*EXERCISE*:
Needed from the entries below: every line that holds the word "InvalidValue".

################

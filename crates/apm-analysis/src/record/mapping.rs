// Copyright 2023-Present Datadog, Inc. https://www.datadoghq.com/
// SPDX-License-Identifier: Apache-2.0

use serde::{Deserialize, Serialize};

use super::{compose_id, join_key, AggregationRecord};

/// An application observed calling another application.
#[derive(Clone, Debug, PartialEq, Eq, Serialize, Deserialize)]
pub struct ApplicationMapping {
    pub id: String,
    pub metric_id: String,
    pub time_bucket: i64,
    pub application_id: i32,
    pub mapping_application_id: i32,
}

impl ApplicationMapping {
    #[must_use]
    pub fn new(time_bucket: i64, application_id: i32, mapping_application_id: i32) -> Self {
        let metric_id = join_key(&[
            i64::from(application_id),
            i64::from(mapping_application_id),
        ]);
        Self {
            id: compose_id(time_bucket, &metric_id),
            metric_id,
            time_bucket,
            application_id,
            mapping_application_id,
        }
    }
}

impl AggregationRecord for ApplicationMapping {
    fn id(&self) -> &str {
        &self.id
    }

    fn metric_id(&self) -> &str {
        &self.metric_id
    }

    fn time_bucket(&self) -> i64 {
        self.time_bucket
    }

    // Mappings are deduplicated by id; there is nothing to add up.
    fn merge(&mut self, _other: &Self) {}

    fn with_time_bucket(&self, time_bucket: i64) -> Self {
        Self::new(time_bucket, self.application_id, self.mapping_application_id)
    }
}

/// An instance observed being reached through a network address.
#[derive(Clone, Debug, PartialEq, Eq, Serialize, Deserialize)]
pub struct InstanceMapping {
    pub id: String,
    pub metric_id: String,
    pub time_bucket: i64,
    pub application_id: i32,
    pub instance_id: i32,
    pub address_id: i32,
}

impl InstanceMapping {
    #[must_use]
    pub fn new(time_bucket: i64, application_id: i32, instance_id: i32, address_id: i32) -> Self {
        let metric_id = join_key(&[i64::from(instance_id), i64::from(address_id)]);
        Self {
            id: compose_id(time_bucket, &metric_id),
            metric_id,
            time_bucket,
            application_id,
            instance_id,
            address_id,
        }
    }
}

impl AggregationRecord for InstanceMapping {
    fn id(&self) -> &str {
        &self.id
    }

    fn metric_id(&self) -> &str {
        &self.metric_id
    }

    fn time_bucket(&self) -> i64 {
        self.time_bucket
    }

    fn merge(&mut self, _other: &Self) {}

    fn with_time_bucket(&self, time_bucket: i64) -> Self {
        Self::new(
            time_bucket,
            self.application_id,
            self.instance_id,
            self.address_id,
        )
    }
}
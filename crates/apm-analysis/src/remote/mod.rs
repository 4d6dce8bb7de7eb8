// Copyright 2023-Present Datadog, Inc. https://www.datadoghq.com/
// SPDX-License-Identifier: Apache-2.0

//! Cluster routing of aggregation records.
//!
//! A [`RemoteWorker`] sits right after local minute aggregation. It asks its
//! [`Selector`](crate::selector::Selector) which node owns a record id. Records
//! owned by this node continue down the local graph. Every other record is
//! serialized into a [`RemoteMessage`] and posted to its owner, whose
//! [`RemoteReceiver`] hands it to the [`RemoteDispatcher`]. The dispatcher then
//! forwards it to the downstream nodes of the same worker on that side.

use std::fmt;
use std::sync::{Arc, RwLock};

use async_trait::async_trait;
use serde::{Deserialize, Serialize};

use crate::errors::{ConfigError, RemoteError};
use crate::graph::{GraphId, WorkerId};

mod dispatcher;
mod http;
mod receiver;
mod worker;

pub use dispatcher::RemoteDispatcher;
pub use http::HttpRemoteSender;
pub use receiver::RemoteReceiver;
pub use worker::RemoteWorker;

pub const REMOTE_PATH: &str = "/remote";

#[derive(Clone, Debug, PartialEq, Eq, PartialOrd, Ord, Hash, Serialize, Deserialize)]
pub struct RemoteNode {
    pub address: String,
}

impl RemoteNode {
    #[must_use]
    pub fn new(address: impl Into<String>) -> Self {
        Self {
            address: address.into(),
        }
    }
}

impl fmt::Display for RemoteNode {
    fn fmt(&self, f: &mut fmt::Formatter<'_>) -> fmt::Result {
        f.write_str(&self.address)
    }
}

/// Parses a comma separated `host:port` list. Blank entries are ignored.
pub fn parse_node_list(value: &str) -> Result<Vec<RemoteNode>, ConfigError> {
    value
        .split(',')
        .map(str::trim)
        .filter(|address| !address.is_empty())
        .map(|address| match address.rsplit_once(':') {
            Some((host, port)) if !host.is_empty() && port.parse::<u16>().is_ok() => {
                Ok(RemoteNode::new(address))
            }
            _ => Err(ConfigError::InvalidValue {
                name: "APM_CLUSTER_NODES",
                value: address.to_string(),
            }),
        })
        .collect()
}

/// The node list every remote worker selects from, plus this node's address.
///
/// Nodes are kept sorted and deduplicated so that every collector configured
/// with the same set computes the same selection.
#[derive(Debug)]
pub struct ClusterView {
    self_node: RemoteNode,
    nodes: RwLock<Arc<Vec<RemoteNode>>>,
}

impl ClusterView {
    #[must_use]
    pub fn new(self_address: impl Into<String>, nodes: Vec<RemoteNode>) -> Self {
        Self {
            self_node: RemoteNode::new(self_address),
            nodes: RwLock::new(Arc::new(normalize(nodes))),
        }
    }

    /// A cluster made of this node only.
    #[must_use]
    pub fn single(self_address: impl Into<String>) -> Self {
        let self_node = RemoteNode::new(self_address);
        Self {
            nodes: RwLock::new(Arc::new(vec![self_node.clone()])),
            self_node,
        }
    }

    pub fn update(&self, nodes: Vec<RemoteNode>) {
        let nodes = Arc::new(normalize(nodes));
        #[allow(clippy::expect_used)]
        let mut current = self.nodes.write().expect("lock poisoned");
        *current = nodes;
    }

    #[must_use]
    pub fn nodes(&self) -> Arc<Vec<RemoteNode>> {
        #[allow(clippy::expect_used)]
        let current = self.nodes.read().expect("lock poisoned");
        Arc::clone(&current)
    }

    #[must_use]
    pub fn self_node(&self) -> &RemoteNode {
        &self.self_node
    }

    #[must_use]
    pub fn is_self(&self, node: &RemoteNode) -> bool {
        *node == self.self_node
    }
}

fn normalize(mut nodes: Vec<RemoteNode>) -> Vec<RemoteNode> {
    nodes.sort();
    nodes.dedup();
    nodes
}

/// A record in flight between two collectors.
#[derive(Clone, Debug, PartialEq, Serialize, Deserialize)]
pub struct RemoteMessage {
    pub graph_id: GraphId,
    pub worker_id: WorkerId,
    pub payload: serde_json::Value,
}

#[async_trait]
pub trait RemoteSender: Send + Sync {
    async fn send(&self, node: &RemoteNode, message: RemoteMessage) -> Result<(), RemoteError>;
}

#[cfg(test)]
mod tests {
    use super::*;

    #[test]
    fn test_cluster_view_normalizes_nodes() {
        let view = ClusterView::new(
            "10.0.0.2:11800",
            vec![
                RemoteNode::new("10.0.0.3:11800"),
                RemoteNode::new("10.0.0.2:11800"),
                RemoteNode::new("10.0.0.3:11800"),
            ],
        );
        assert_eq!(
            *view.nodes(),
            vec![
                RemoteNode::new("10.0.0.2:11800"),
                RemoteNode::new("10.0.0.3:11800")
            ]
        );
        assert!(view.is_self(&RemoteNode::new("10.0.0.2:11800")));
        assert!(!view.is_self(&RemoteNode::new("10.0.0.3:11800")));
    }

    #[test]
    fn test_cluster_view_update() {
        let view = ClusterView::single("127.0.0.1:11800");
        assert_eq!(view.nodes().len(), 1);
        let before = view.nodes();
        view.update(vec![
            RemoteNode::new("127.0.0.1:11801"),
            RemoteNode::new("127.0.0.1:11800"),
        ]);
        assert_eq!(before.len(), 1);
        assert_eq!(view.nodes().len(), 2);
        assert_eq!(view.nodes()[0].address, "127.0.0.1:11800");
    }

    #[test]
    fn test_parse_node_list() {
        let nodes = parse_node_list(" 10.0.0.1:11800, ,collector-b:11800").unwrap();
        assert_eq!(
            nodes,
            vec![
                RemoteNode::new("10.0.0.1:11800"),
                RemoteNode::new("collector-b:11800")
            ]
        );
        assert!(parse_node_list("").unwrap().is_empty());
        assert!(matches!(
            parse_node_list("10.0.0.1"),
            Err(ConfigError::InvalidValue { .. })
        ));
        assert!(parse_node_list("10.0.0.1:http").is_err());
    }

    #[test]
    fn test_remote_message_json() {
        let message = RemoteMessage {
            graph_id: 600,
            worker_id: 60_002,
            payload: serde_json::json!({ "id": "x" }),
        };
        let encoded = serde_json::to_string(&message).unwrap();
        assert_eq!(
            encoded,
            r#"{"graph_id":600,"worker_id":60002,"payload":{"id":"x"}}"#
        );
    }
}
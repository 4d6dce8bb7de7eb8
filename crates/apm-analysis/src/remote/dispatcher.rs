// Copyright 2023-Present Datadog, Inc. https://www.datadoghq.com/
// SPDX-License-Identifier: Apache-2.0

use std::collections::HashMap;

use tracing::debug;

use super::RemoteMessage;
use crate::errors::RemoteError;
use crate::graph::{Graph, GraphId, WorkerId};
use crate::record::AggregationRecord;

type Deliver = Box<dyn Fn(serde_json::Value) -> Result<(), RemoteError> + Send + Sync>;

/// Routes inbound remote messages into the local graphs.
///
/// Bound once at startup for every remote worker, then shared read-only with
/// the receiver.
#[derive(Default)]
pub struct RemoteDispatcher {
    targets: HashMap<(GraphId, WorkerId), Deliver>,
}

impl RemoteDispatcher {
    #[must_use]
    pub fn new() -> Self {
        Self::default()
    }

    /// Makes records addressed to `worker_id` of `graph` continue at that
    /// worker's downstream nodes.
    pub fn bind<T: AggregationRecord>(
        &mut self,
        graph: &Graph<T>,
        worker_id: WorkerId,
    ) -> Result<(), RemoteError> {
        let graph_id = graph.id();
        let next = graph.next_of(worker_id).ok_or(RemoteError::NoTarget {
            graph_id,
            worker_id,
        })?;
        self.targets.insert(
            (graph_id, worker_id),
            Box::new(move |payload| {
                let record: T = serde_json::from_value(payload)?;
                next.forward(record);
                Ok(())
            }),
        );
        debug!("Remote delivery bound for worker {worker_id} of graph {graph_id}");
        Ok(())
    }

    pub fn dispatch(&self, message: RemoteMessage) -> Result<(), RemoteError> {
        let RemoteMessage {
            graph_id,
            worker_id,
            payload,
        } = message;
        let deliver = self
            .targets
            .get(&(graph_id, worker_id))
            .ok_or(RemoteError::NoTarget {
                graph_id,
                worker_id,
            })?;
        deliver(payload)
    }

    #[must_use]
    pub fn len(&self) -> usize {
        self.targets.len()
    }

    #[must_use]
    pub fn is_empty(&self) -> bool {
        self.targets.is_empty()
    }
}
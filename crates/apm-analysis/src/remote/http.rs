// Copyright 2023-Present Datadog, Inc. https://www.datadoghq.com/
// SPDX-License-Identifier: Apache-2.0

use std::time::Duration;

use async_trait::async_trait;
use tracing::debug;

use super::{RemoteMessage, RemoteNode, RemoteSender, REMOTE_PATH};
use crate::errors::RemoteError;

/// Posts remote messages as JSON to `http://{address}/remote`.
#[derive(Clone, Debug)]
pub struct HttpRemoteSender {
    client: reqwest::Client,
}

impl HttpRemoteSender {
    pub fn new(timeout: Duration) -> Result<Self, reqwest::Error> {
        let client = reqwest::Client::builder().timeout(timeout).build()?;
        Ok(Self { client })
    }
}

#[async_trait]
impl RemoteSender for HttpRemoteSender {
    async fn send(&self, node: &RemoteNode, message: RemoteMessage) -> Result<(), RemoteError> {
        let url = format!("http://{}{REMOTE_PATH}", node.address);
        let response = self
            .client
            .post(&url)
            .json(&message)
            .send()
            .await
            .map_err(|e| RemoteError::Transport {
                address: node.address.clone(),
                reason: e.to_string(),
            })?;

        let status = response.status();
        if !status.is_success() {
            return Err(RemoteError::Transport {
                address: node.address.clone(),
                reason: format!("unexpected status {status}"),
            });
        }
        debug!(
            "Delivered record for graph {} to {node}",
            message.graph_id
        );
        Ok(())
    }
}

#[cfg(test)]
mod tests {
    use super::*;
    use mockito::{Matcher, Server};
    use serde_json::json;

    fn message() -> RemoteMessage {
        RemoteMessage {
            graph_id: 600,
            worker_id: 60_002,
            payload: json!({ "id": "201803061542_7_3" }),
        }
    }

    #[tokio::test]
    async fn test_send_posts_json() {
        let mut server = Server::new_async().await;
        let mock = server
            .mock("POST", "/remote")
            .match_header("content-type", "application/json")
            .match_body(Matcher::PartialJson(json!({
                "graph_id": 600,
                "worker_id": 60002,
                "payload": { "id": "201803061542_7_3" }
            })))
            .with_status(202)
            .create_async()
            .await;

        let sender = HttpRemoteSender::new(Duration::from_secs(2)).unwrap();
        let node = RemoteNode::new(server.host_with_port());
        sender.send(&node, message()).await.expect("send failed");
        mock.assert_async().await;
    }

    #[tokio::test]
    async fn test_error_status_is_a_transport_error() {
        let mut server = Server::new_async().await;
        let _mock = server
            .mock("POST", "/remote")
            .with_status(404)
            .create_async()
            .await;

        let sender = HttpRemoteSender::new(Duration::from_secs(2)).unwrap();
        let node = RemoteNode::new(server.host_with_port());
        let result = sender.send(&node, message()).await;
        assert!(matches!(result, Err(RemoteError::Transport { .. })));
    }
}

################

*WRITTEN SOLUTION*:
            _ => Err(ConfigError::InvalidValue {
            Err(ConfigError::InvalidValue { .. })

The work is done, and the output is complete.